Usually the 'we are pregnant' partners are the only ones to go to all the mw appointments

anothernamejeeves · 13/09/2019 20:53

C3pu yes a man who rocks up to all appointments can be a sign of an abusive/controlling partner

drunkenflamingo2 · 13/09/2019 20:54

My DS went to the 12 week scan and was there for the last 36 hours of the birth. Otherwise I went to all other appointments on my own. It was fine.

Pinkblueberry · 13/09/2019 20:56

I took mine. It was quite useful to have him there - the midwife asked him questions too including about his families health history. Not that it’s essential, but certainly not unusual, quite the opposite I think.

Pinkblueberry · 13/09/2019 20:59

In seven pregnancies I have never been asked if my DH (darling husband) has hit me.

I was asked this - the weighing scales are not in the appointment room. The midwife went with me to check my weight and asked me then. Other mums I’ve met had said the same.

ChikiTIKI · 14/09/2019 08:35

I had a booking in appt the other day. They just said do you feel safe in your relationship. My husband came with me but missed almost the whole appointment because it took an hour for him to find a place to park the car.
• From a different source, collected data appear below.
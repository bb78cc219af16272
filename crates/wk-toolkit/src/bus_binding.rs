// SPDX-License-Identifier: MIT

//! The kit's own built-in wiring between the window lifecycle and the bus,
//! so host plugins never have to remember to register windows or forward
//! lifecycle events themselves.

use async_trait::async_trait;
use std::sync::Arc;
use wk_bus::MessageBus;
use wk_core::{Clock, EventSink, KitError, WindowEvent, WindowId};
use wk_lifecycle::Plugin;
use wk_registry::WindowStore;

pub struct BusBindingPlugin<C: Clock> {
    store: Arc<WindowStore<C>>,
    bus: Arc<MessageBus<C>>,
}

impl<C: Clock> BusBindingPlugin<C> {
    pub fn new(store: Arc<WindowStore<C>>, bus: Arc<MessageBus<C>>) -> Self {
        Self { store, bus }
    }
}

#[async_trait]
impl<C: Clock> Plugin for BusBindingPlugin<C> {
    fn name(&self) -> &str {
        "wk-bus-binding"
    }

    async fn on_did_create(&self, id: &WindowId) -> Result<(), KitError> {
        if let Some(window) = self.store.registry.get_by_id(id) {
            self.bus.register_window(id.clone(), window);
        }
        Ok(())
    }

    async fn on_will_destroy(&self, id: &WindowId) -> Result<(), KitError> {
        self.bus.unregister_window(id);
        Ok(())
    }
}

/// Forwards `WindowLifecycle`'s emitted events onto the bus's transport so
/// renderers observe them the same way they observe store updates, without
/// `WindowLifecycle` holding a reference to `MessageBus`.
pub struct BusEventSink<C: Clock> {
    bus: Arc<MessageBus<C>>,
}

impl<C: Clock> BusEventSink<C> {
    pub fn new(bus: Arc<MessageBus<C>>) -> Self {
        Self { bus }
    }
}

#[async_trait]
impl<C: Clock> EventSink for BusEventSink<C> {
    async fn emit(&self, event: WindowEvent) {
        self.bus.broadcast_event(&event).await;
    }
}

#[cfg(test)]
#[path = "bus_binding_tests.rs"]
mod tests;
It said in my appointment letter "the first 10 minutes of your appointment will be between yourself and the midwife, anyone accompanying you will be invited to join you after this."

I suppose there are other things that they might ask before your husband comes in the room too, like number of previous pregnancies, if any ended in miscarriage or termination etc.

doublebarrellednurse · 14/09/2019 09:00

I have never been asked about domestic abuse!

My DH went to the loo half way through our booking in appt and I was asked then! I wasn't asked in my first pregnancy and I was being abused then, turned up with a black eye at one appt and not an eyebrow raised. 😔

ChikiTIKI · 14/09/2019 13:27

That's awful @doublebarrellednurse I'm so sorry you were let down when you really needed help.

How are things with you know? Are you ok now? Xxxx

mistermagpie · 14/09/2019 13:43

I'm on pregnancy number three and have also never been asked about domestic abuse. DH came to most appointments with the first one, but not the other two, so they had ample chance to ask as well!

doublebarrellednurse · 14/09/2019 13:56

@ChikiTIKI thankfully I left that relationship when my son was small, he's now 13 😁 my current pregnancy is with a wonderful man ❤️

Dramaofallama · 14/09/2019 14:15

I was also asked if I was at risk of domestic violence from my ex or anyone else, even though I am single and going through the pregnancy alone.
I think it is a standard question now that they have to ask, as i was also asked if I have ever been assaulted in the past ect.

ineedaholidaynow · 14/09/2019 14:36

I remember being given a leaflet on domestic violence at my first appointment and thinking it strange. After having been on here a few years now it is sad reading the threads where DV occurred once pregnancy or baby appeared Sad

Qwerty19 · 14/09/2019 14:38

My dh did. They ask about his family history too. It's lovely he wants to be part of it.

BertieBotts · 14/09/2019 14:42

Defo useful for family history perspective. Get him to ask his family if he won't know.